_Your task:_ Would you please return the lines of the material that contain the word "ProjectDirs"?

_Extracted entries:_
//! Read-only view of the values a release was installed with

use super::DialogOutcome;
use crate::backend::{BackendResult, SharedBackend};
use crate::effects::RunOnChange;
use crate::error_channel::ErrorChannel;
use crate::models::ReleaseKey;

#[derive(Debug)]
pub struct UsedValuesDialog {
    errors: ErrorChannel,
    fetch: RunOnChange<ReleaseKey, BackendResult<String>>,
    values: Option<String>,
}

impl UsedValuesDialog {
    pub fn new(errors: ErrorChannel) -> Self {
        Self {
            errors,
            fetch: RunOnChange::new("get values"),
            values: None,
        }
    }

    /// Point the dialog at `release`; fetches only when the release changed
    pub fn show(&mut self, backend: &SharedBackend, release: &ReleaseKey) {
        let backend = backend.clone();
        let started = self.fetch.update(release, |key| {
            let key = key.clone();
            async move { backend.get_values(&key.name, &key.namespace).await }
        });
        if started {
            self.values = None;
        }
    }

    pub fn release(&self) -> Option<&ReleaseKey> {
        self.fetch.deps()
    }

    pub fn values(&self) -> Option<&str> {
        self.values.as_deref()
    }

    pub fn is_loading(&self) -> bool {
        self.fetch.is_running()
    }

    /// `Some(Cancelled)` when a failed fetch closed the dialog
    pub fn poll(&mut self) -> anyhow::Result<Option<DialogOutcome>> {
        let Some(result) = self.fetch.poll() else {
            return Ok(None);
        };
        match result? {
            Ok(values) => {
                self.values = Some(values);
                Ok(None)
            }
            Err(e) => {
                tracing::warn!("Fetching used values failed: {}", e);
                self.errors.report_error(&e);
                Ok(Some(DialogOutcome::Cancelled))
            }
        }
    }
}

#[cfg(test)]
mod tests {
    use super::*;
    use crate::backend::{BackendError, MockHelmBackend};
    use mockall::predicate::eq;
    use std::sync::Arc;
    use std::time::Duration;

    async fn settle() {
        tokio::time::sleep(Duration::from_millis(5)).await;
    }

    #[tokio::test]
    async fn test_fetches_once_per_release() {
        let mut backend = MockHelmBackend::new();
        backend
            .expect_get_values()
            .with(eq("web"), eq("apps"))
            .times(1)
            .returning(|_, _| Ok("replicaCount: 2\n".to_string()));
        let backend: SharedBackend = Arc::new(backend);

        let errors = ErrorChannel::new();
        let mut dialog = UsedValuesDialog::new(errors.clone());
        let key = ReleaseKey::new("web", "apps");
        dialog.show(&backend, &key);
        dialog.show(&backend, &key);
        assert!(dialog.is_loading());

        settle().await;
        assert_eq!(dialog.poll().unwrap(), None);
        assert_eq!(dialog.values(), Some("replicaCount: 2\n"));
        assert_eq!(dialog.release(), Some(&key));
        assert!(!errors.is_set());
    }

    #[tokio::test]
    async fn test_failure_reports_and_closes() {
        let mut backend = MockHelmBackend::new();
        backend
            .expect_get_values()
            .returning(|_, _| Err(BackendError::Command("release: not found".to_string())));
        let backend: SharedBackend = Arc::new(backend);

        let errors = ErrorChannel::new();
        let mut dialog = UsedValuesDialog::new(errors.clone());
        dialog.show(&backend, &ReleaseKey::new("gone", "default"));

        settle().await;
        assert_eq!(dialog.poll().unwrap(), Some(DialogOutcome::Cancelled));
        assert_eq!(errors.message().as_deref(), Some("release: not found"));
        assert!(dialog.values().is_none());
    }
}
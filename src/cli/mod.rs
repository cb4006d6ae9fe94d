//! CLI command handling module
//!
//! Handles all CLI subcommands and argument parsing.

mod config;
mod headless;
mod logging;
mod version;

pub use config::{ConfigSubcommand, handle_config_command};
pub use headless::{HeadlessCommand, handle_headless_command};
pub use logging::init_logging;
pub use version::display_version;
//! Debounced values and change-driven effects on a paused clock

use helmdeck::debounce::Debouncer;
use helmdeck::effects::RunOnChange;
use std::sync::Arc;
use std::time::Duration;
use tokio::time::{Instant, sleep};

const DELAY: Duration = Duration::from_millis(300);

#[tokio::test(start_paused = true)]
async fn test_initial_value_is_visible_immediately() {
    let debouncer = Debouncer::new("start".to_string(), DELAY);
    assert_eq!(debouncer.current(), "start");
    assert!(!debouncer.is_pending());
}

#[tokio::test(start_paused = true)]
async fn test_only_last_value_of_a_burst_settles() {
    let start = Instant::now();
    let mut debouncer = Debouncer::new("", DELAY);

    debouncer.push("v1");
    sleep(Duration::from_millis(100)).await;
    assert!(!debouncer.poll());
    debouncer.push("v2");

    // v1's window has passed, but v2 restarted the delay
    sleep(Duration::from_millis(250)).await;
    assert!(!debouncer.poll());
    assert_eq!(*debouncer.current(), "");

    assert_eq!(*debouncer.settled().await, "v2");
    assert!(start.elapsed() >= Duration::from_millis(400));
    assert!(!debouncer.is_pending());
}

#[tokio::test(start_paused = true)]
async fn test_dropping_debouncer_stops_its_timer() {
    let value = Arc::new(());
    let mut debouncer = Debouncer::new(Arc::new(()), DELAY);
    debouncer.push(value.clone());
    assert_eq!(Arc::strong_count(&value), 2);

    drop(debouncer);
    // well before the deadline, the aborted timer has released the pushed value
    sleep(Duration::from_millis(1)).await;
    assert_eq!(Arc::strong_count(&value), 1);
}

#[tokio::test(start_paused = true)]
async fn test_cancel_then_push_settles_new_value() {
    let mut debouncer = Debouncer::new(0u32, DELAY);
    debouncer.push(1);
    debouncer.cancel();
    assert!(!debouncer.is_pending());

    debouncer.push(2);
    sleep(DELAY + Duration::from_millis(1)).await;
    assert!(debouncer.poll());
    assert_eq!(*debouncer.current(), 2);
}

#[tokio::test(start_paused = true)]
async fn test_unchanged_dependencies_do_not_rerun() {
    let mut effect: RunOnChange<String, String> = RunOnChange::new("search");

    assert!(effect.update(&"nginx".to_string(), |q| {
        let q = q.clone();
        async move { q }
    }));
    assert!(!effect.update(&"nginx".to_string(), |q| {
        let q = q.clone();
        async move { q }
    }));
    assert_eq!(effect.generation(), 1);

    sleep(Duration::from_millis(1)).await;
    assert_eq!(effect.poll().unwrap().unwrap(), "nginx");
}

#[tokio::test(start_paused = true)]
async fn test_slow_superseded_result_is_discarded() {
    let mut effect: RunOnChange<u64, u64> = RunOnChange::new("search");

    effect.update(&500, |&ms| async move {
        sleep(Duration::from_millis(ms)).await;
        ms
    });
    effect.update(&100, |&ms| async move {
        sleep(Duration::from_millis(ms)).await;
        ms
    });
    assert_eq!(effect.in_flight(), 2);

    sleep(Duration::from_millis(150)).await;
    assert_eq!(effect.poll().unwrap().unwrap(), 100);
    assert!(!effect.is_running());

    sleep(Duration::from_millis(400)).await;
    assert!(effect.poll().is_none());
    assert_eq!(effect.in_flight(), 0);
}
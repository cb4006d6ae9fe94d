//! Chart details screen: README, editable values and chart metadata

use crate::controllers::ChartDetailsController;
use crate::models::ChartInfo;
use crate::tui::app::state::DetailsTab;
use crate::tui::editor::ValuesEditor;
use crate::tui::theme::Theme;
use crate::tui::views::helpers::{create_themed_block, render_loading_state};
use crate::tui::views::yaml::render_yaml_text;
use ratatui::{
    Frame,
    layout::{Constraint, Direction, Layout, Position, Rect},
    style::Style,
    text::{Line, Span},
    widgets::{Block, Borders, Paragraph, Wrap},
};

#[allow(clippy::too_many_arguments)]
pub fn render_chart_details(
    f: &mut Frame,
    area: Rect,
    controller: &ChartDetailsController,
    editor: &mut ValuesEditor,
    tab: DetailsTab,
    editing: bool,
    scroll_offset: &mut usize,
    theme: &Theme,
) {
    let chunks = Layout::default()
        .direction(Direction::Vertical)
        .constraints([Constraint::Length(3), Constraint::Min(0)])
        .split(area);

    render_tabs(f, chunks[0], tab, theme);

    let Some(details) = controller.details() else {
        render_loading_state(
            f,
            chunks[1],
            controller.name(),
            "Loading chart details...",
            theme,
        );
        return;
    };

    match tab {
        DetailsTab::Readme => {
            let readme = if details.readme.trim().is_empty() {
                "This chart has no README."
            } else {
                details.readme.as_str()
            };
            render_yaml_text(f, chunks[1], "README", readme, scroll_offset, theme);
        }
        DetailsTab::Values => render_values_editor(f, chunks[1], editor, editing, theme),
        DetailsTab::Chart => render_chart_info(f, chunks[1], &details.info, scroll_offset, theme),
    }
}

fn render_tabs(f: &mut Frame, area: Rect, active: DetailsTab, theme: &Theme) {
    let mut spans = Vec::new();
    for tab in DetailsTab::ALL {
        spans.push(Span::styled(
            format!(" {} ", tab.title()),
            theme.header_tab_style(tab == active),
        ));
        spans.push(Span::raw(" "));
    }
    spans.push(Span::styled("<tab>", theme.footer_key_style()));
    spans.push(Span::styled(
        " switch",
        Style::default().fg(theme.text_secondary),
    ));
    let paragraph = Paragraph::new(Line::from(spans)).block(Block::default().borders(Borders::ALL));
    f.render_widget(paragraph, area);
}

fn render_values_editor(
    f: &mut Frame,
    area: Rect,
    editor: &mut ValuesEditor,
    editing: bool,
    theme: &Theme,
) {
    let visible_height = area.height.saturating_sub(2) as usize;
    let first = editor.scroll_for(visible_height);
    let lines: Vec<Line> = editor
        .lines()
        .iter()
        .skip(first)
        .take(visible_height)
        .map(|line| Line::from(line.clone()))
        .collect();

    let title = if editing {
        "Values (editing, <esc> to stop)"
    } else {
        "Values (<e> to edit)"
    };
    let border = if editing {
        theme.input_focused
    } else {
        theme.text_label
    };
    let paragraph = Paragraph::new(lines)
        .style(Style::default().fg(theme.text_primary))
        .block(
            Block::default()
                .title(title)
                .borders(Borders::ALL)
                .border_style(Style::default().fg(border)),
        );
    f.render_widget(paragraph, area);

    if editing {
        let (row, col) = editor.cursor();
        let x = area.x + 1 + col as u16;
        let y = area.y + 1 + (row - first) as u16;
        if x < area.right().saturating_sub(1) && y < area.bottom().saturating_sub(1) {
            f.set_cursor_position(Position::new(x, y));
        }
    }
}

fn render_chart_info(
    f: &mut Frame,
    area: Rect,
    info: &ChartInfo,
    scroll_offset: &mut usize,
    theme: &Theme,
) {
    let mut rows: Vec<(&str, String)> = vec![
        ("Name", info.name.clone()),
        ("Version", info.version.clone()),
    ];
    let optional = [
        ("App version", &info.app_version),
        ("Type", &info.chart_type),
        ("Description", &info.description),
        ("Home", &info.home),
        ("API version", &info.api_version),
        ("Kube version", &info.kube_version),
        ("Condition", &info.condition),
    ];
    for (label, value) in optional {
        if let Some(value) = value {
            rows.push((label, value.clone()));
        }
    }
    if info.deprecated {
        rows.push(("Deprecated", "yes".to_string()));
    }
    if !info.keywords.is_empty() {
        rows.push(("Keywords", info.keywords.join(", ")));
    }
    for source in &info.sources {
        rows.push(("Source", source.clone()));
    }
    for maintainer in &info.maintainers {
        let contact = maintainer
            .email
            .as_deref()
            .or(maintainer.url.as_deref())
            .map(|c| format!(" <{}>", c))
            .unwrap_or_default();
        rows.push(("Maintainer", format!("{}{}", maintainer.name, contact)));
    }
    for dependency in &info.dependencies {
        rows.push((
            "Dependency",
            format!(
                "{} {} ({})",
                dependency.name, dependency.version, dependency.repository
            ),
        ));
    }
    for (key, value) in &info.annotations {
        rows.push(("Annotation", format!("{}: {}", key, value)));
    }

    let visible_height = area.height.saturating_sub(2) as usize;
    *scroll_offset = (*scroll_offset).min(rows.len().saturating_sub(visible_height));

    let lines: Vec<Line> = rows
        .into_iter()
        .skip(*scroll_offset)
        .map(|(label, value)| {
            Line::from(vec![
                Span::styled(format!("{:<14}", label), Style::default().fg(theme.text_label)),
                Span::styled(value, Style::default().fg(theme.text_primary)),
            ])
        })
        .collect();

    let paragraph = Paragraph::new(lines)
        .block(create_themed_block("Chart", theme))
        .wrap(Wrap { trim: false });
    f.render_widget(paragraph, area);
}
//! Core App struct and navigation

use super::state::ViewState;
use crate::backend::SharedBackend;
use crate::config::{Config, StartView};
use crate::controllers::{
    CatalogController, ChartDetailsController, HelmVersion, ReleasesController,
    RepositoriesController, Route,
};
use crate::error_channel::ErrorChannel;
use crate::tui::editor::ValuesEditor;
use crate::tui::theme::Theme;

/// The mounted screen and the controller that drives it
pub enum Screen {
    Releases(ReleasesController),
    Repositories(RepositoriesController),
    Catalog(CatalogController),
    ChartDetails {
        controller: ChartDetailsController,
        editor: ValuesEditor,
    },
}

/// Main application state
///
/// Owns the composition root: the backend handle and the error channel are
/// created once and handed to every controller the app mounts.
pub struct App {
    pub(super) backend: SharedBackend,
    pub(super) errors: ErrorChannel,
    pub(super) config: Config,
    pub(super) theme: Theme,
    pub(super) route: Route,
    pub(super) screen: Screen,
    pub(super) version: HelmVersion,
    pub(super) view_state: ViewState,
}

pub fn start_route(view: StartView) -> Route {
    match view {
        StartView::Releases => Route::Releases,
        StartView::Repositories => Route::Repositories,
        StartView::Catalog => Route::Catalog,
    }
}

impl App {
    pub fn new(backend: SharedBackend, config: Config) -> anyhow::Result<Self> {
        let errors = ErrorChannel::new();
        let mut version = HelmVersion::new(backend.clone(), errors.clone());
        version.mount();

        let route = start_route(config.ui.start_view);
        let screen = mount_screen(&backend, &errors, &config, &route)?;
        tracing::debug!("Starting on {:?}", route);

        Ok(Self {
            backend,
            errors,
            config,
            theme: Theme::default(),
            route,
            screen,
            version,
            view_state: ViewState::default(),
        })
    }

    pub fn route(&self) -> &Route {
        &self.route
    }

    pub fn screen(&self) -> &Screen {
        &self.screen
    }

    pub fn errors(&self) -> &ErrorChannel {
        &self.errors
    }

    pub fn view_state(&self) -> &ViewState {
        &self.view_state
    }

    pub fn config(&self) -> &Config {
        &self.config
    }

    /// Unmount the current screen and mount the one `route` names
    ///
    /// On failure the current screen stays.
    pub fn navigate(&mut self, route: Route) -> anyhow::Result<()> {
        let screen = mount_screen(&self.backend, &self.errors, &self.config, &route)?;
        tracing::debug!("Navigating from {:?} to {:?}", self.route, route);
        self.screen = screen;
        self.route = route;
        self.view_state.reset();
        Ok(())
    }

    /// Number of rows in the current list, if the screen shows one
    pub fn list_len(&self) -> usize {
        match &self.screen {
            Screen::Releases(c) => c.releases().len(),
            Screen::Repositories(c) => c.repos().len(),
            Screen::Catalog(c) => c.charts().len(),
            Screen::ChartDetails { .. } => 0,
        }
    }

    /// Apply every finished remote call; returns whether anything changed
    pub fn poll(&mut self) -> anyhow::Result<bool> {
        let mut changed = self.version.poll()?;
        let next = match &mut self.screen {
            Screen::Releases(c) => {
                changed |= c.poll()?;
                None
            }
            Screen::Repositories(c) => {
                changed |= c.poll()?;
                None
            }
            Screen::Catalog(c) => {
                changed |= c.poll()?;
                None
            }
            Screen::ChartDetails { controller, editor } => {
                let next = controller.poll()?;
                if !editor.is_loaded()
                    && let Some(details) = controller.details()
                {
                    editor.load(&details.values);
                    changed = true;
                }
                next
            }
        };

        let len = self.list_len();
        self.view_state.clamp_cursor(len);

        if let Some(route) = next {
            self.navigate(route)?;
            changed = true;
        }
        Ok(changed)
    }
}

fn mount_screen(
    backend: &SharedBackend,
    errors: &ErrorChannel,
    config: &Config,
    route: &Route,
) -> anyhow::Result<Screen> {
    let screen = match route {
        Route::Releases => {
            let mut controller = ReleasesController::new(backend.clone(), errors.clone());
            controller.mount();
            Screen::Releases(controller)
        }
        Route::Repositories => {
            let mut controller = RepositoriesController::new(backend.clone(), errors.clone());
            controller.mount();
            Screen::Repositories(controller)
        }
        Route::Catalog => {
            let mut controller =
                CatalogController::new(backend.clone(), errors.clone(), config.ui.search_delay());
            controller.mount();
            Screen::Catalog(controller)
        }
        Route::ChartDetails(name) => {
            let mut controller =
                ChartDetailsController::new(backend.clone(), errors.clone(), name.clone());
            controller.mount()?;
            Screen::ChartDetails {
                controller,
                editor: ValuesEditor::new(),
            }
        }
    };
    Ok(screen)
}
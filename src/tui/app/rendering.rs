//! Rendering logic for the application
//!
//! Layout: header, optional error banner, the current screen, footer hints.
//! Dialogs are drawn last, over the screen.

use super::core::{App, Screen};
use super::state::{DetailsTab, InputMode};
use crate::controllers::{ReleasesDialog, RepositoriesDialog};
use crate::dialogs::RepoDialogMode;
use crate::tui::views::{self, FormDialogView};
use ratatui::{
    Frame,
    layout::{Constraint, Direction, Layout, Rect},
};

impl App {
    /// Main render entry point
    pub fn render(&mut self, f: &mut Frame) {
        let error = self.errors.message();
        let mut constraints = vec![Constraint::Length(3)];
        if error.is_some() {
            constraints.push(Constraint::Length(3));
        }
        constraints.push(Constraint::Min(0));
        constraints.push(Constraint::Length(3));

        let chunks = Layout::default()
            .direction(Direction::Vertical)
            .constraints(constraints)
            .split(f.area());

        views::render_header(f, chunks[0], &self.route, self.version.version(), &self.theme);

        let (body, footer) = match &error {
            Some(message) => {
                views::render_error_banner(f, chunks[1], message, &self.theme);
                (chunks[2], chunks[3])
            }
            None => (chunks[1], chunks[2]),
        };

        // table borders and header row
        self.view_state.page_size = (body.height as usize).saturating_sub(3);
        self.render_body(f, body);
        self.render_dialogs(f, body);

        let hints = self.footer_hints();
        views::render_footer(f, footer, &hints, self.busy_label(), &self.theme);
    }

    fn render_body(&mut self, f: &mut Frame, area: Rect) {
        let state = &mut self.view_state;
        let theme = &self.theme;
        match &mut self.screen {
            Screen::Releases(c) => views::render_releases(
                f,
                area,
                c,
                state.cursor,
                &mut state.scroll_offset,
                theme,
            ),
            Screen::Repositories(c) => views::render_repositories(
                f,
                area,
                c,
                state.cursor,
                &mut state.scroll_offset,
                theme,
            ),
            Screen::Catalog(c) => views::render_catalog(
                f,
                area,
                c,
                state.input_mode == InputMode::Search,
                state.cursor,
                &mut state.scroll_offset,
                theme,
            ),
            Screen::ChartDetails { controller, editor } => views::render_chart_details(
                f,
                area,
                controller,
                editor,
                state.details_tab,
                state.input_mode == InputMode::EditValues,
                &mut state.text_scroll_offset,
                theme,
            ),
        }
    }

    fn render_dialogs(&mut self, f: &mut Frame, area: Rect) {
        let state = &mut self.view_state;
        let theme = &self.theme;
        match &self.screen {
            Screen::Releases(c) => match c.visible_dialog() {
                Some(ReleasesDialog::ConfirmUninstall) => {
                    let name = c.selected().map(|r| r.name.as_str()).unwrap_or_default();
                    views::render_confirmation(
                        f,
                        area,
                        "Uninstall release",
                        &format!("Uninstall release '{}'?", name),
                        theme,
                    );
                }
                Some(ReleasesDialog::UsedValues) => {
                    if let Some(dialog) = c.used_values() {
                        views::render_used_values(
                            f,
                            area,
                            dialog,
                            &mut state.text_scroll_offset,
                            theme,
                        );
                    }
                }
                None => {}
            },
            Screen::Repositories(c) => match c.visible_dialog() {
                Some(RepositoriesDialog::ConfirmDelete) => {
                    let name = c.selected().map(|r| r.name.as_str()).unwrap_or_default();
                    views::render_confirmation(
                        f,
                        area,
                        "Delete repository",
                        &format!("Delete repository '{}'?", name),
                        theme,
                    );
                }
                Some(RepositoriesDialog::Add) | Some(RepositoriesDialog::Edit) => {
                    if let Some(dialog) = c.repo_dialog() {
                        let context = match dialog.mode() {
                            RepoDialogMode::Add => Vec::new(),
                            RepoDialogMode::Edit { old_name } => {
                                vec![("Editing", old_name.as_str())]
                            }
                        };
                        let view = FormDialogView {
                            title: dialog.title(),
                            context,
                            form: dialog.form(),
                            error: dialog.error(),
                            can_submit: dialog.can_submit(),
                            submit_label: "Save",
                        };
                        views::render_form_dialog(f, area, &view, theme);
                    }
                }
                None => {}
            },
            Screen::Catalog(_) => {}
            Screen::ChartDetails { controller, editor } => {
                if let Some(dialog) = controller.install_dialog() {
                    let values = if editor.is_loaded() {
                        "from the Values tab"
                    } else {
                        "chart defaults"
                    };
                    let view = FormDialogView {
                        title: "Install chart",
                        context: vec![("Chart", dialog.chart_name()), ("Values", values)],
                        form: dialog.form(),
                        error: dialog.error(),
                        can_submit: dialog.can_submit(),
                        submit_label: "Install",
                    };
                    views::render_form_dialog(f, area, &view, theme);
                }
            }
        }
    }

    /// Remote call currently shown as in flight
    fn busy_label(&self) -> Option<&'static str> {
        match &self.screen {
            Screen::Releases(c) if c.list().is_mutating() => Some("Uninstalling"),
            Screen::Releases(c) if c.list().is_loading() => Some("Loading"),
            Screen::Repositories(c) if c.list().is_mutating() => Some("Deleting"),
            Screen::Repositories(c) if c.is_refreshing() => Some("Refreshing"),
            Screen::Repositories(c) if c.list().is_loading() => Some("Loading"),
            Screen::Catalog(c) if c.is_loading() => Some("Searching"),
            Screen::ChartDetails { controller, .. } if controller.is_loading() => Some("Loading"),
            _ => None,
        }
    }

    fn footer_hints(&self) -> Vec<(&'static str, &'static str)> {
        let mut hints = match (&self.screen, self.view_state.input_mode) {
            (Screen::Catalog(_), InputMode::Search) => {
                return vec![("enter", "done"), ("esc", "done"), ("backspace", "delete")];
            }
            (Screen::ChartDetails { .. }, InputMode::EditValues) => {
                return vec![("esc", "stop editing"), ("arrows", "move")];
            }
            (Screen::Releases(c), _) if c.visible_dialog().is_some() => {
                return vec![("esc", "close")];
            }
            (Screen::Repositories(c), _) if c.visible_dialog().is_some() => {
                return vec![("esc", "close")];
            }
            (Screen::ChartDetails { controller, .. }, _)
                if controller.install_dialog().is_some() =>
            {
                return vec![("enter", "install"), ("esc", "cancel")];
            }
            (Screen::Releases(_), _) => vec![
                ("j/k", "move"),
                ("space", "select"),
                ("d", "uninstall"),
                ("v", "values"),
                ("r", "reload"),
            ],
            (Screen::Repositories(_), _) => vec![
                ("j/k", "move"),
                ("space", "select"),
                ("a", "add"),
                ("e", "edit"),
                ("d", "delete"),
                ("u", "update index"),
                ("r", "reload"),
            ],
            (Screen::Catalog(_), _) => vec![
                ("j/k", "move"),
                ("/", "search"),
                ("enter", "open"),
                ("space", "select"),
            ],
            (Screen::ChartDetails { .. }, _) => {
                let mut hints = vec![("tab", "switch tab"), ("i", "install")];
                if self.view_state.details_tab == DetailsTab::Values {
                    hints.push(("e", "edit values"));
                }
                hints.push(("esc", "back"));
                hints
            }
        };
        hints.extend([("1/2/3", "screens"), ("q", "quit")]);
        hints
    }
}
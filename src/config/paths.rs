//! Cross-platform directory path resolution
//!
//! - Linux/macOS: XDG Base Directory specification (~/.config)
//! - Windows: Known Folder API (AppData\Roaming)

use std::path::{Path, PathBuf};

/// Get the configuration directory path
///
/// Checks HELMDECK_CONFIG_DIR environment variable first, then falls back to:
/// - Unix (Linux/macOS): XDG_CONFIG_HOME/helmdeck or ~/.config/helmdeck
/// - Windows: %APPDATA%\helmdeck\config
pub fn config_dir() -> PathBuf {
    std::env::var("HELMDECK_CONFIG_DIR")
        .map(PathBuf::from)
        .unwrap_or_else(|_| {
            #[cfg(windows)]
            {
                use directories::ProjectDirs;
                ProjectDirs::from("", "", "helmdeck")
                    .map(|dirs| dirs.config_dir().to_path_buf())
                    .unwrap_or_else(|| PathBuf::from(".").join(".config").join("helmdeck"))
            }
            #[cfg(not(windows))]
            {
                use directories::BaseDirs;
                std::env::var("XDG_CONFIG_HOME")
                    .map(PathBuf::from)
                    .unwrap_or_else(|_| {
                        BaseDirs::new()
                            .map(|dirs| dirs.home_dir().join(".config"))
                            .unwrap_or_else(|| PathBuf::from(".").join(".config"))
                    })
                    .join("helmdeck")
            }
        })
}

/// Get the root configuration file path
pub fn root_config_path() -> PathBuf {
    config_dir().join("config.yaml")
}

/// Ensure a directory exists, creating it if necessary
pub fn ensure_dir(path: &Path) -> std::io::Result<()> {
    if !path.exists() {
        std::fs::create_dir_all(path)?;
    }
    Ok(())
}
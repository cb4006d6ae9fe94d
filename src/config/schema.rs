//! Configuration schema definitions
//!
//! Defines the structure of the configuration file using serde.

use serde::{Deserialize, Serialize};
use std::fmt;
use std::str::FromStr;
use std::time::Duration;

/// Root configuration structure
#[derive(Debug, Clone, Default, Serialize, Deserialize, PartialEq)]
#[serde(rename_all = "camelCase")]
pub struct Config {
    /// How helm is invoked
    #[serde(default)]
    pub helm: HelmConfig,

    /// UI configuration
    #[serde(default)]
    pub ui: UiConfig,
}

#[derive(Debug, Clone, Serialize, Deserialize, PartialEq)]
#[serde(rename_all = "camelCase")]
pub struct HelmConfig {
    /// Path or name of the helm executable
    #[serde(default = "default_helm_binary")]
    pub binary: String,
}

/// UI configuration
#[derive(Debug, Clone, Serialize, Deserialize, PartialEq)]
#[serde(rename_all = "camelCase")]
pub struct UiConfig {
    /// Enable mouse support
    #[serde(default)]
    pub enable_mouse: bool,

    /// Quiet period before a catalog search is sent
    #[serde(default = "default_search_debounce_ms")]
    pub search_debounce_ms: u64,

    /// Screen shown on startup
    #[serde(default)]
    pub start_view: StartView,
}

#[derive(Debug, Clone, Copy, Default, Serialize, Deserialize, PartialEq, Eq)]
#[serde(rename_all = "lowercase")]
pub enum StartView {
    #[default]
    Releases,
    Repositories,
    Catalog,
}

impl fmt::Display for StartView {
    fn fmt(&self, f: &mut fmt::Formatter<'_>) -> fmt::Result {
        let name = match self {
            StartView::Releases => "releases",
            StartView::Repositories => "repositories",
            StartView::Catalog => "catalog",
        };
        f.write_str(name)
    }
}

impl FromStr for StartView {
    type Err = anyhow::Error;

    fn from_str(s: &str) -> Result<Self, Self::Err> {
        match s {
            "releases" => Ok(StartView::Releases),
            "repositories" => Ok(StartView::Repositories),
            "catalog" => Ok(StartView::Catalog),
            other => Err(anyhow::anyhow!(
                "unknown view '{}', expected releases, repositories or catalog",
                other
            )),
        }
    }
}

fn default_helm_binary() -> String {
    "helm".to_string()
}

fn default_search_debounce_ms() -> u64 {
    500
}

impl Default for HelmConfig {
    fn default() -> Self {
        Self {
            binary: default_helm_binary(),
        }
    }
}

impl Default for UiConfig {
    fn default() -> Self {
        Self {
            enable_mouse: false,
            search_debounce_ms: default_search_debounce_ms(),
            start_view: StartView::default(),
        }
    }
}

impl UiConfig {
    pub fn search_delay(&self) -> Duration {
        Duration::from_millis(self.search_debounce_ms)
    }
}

_Answer space:_
                use directories::ProjectDirs;
                ProjectDirs::from("", "", "helmdeck")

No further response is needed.